NILE MILLIONS OF YEARS OLDER THAN PREVIOUSLY THOUGHT, STUDY SAYS

“It was a hot summer day and this honeybee was apparently trapped on the water surface,” Roh said in an interview with Fox News. “And the sunlight was just right so it cast a shadow on the ripples it was creating. That’s what I first noticed, and then on the water surface, I saw the bee struggling to get out of the water but also moving around quite adequately.”

Roh began observing other honeybees trapped on the surface of standing water. He watched as they would somehow generate thrust, moving across the water as their wings twitched. He collected a few of the insects and took them to his lab, where he and his adviser (and study co-author) Mory Gharib placed them one at a time in a pan of water, so their wings would become stuck to the water.

With a filtered light casting a shadow on the floor of the pan, Roh and Gharib noticed the tiny asymmetrical wave pattern being generated by the wings. Soon after, the bees would start moving along the surface of the water, surfing — albeit very slowly — on the tiny waves.

The act is performed by effectively pulling on the water surface with the sticky underside of their wings, creating tiny waves that can propel them forward.

“When they get stuck on the water, what happens is that the bottom side of the wing gets wet, but the other side is dry,” Roh explained. “And when they try to free themselves, it’s very difficult for them to completely free their wings so that they can regain their aerodynamic ability. So instead what they do is pull on the water that’s stuck on the bottom side of the wing and when they’re pulling on the water, the water pulls on the bee- kind of like they’re playing a tug of war.”

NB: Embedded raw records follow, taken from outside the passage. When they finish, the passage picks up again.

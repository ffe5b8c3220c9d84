//! Presence store configuration.

use serde::{Deserialize, Serialize};

/// Presence store settings.
///
/// Presence is a periodically-refreshed, TTL-expiring cache, not a
/// strongly consistent set: a bounded staleness window is traded for
/// resilience to ungraceful browser disconnects. The TTL and poll
/// intervals are explicit, tunable parameters so staleness vs. load can
/// be tuned in tests.
#[derive(Debug, Clone, Serialize, Deserialize)]
pub struct PresenceConfig {
    /// Maximum age of a presence record before it is treated as stale
    /// and excluded from query results, in seconds.
    #[serde(default = "default_ttl")]
    pub ttl_seconds: u64,
    /// Bounded retention for a room's whole presence set, independent of
    /// individual record TTLs, so an abandoned room's data is eventually
    /// reclaimed even with no further traffic. In seconds.
    #[serde(default = "default_retention")]
    pub retention_seconds: u64,
}

impl Default for PresenceConfig {
    fn default() -> Self {
        Self {
            ttl_seconds: default_ttl(),
            retention_seconds: default_retention(),
        }
    }
}

fn default_ttl() -> u64 {
    120
}

fn default_retention() -> u64 {
    3600
}
//! Cache manager that dispatches to the configured provider.

use std::sync::Arc;
use std::time::Duration;

use async_trait::async_trait;
use tracing::info;

use peerhub_core::config::cache::CacheConfig;
use peerhub_core::error::AppError;
use peerhub_core::result::AppResult;
use peerhub_core::traits::cache::CacheProvider;

/// Cache manager that wraps the configured cache provider.
///
/// The provider is selected at construction time based on configuration.
#[derive(Debug, Clone)]
pub struct CacheManager {
    /// The inner cache provider.
    inner: Arc<dyn CacheProvider>,
}

impl CacheManager {
    /// Create a new cache manager from configuration.
    pub async fn new(config: &CacheConfig) -> AppResult<Self> {
        let inner: Arc<dyn CacheProvider> = match config.provider.as_str() {
            "redis" => {
                info!("Initializing Redis cache provider");
                let client = crate::redis::RedisClient::connect(&config.redis).await?;
                Arc::new(crate::redis::RedisCacheProvider::new(client))
            }
            "memory" => {
                info!("Initializing in-memory cache provider");
                Arc::new(crate::memory::MemoryCacheProvider::new(&config.memory))
            }
            other => {
                return Err(AppError::configuration(format!(
                    "Unknown cache provider: '{other}'. Supported: memory, redis"
                )));
            }
        };

        Ok(Self { inner })
    }

    /// Create a cache manager from an existing provider (for testing).
    pub fn from_provider(provider: Arc<dyn CacheProvider>) -> Self {
        Self { inner: provider }
    }
}

#[async_trait]
impl CacheProvider for CacheManager {
    async fn get(&self, key: &str) -> AppResult<Option<String>> {
        self.inner.get(key).await
    }

    async fn set(&self, key: &str, value: &str, ttl: Duration) -> AppResult<()> {
        self.inner.set(key, value, ttl).await
    }

    async fn delete(&self, key: &str) -> AppResult<()> {
        self.inner.delete(key).await
    }

    async fn exists(&self, key: &str) -> AppResult<bool> {
        self.inner.exists(key).await
    }

    async fn scan(&self, pattern: &str) -> AppResult<Vec<(String, String)>> {
        self.inner.scan(pattern).await
    }

    async fn delete_pattern(&self, pattern: &str) -> AppResult<u64> {
        self.inner.delete_pattern(pattern).await
    }

    async fn incr(&self, key: &str) -> AppResult<i64> {
        self.inner.incr(key).await
    }

    async fn expire(&self, key: &str, ttl: Duration) -> AppResult<bool> {
        self.inner.expire(key, ttl).await
    }

    async fn health_check(&self) -> AppResult<bool> {
        self.inner.health_check().await
    }

    async fn flush_all(&self) -> AppResult<()> {
        self.inner.flush_all().await
    }
}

These wingbeats generate a large-amplitude wave with an interference pattern behind the bee that it can then surf on to safety. A slow-motion video showed that the bee's wings curve downward to push down the water and curve upward when pulling up out of the water. This pulling movement propels it forward, and the pushing motion is the bee’s recovery stroke. The bee is also somehow able to keep the water then accelerating towards it from being a deterrent.

“When the bee pulls on the water, water pulls on the bee and it, therefore, moves forward,” Roh added “But the problem with the propulsion pulling effect is that water, once it’s pulled, is moving towards you. So if you interact with that accelerating water, it will probably stop you, so they seem to be doing it so that they pull on the water and then move over it so they don’t have to be slowed down.”

PREHISTORIC 'HOBBIT' MYSTERY MAY HAVE BEEN SOLVED

Creating the waves is more taxing than flying, wearing the bee out in an estimated 10 minutes. Hopefully, that’s enough time to make it to shore, where the insect can pull itself out.

According to Roh, the way the bees move on the water is different from any other aquatic insect seen before. He and his fellow researchers are hoping the discovery will lead to a new wave of bio-inspired technology, and they’re currently developing a small robot that can fly through the air as well as move on water.

“A lot of flying in biology seems to rely on the flapping-wing system, but what we’ve thought out [for robotics] is you can keep that flapping wing system to fly but you don’t have to change much,” Roh continued.

“When [the robot] actually falls in water or needs to do any sort of mission on the water surface and have some functionality there, you can use [the wings] by just pulling on the water. So that part is what intrigued us, [that there’s] another way you can move around on the water surface.”

The researcher has been published in the scientific journal PNAS.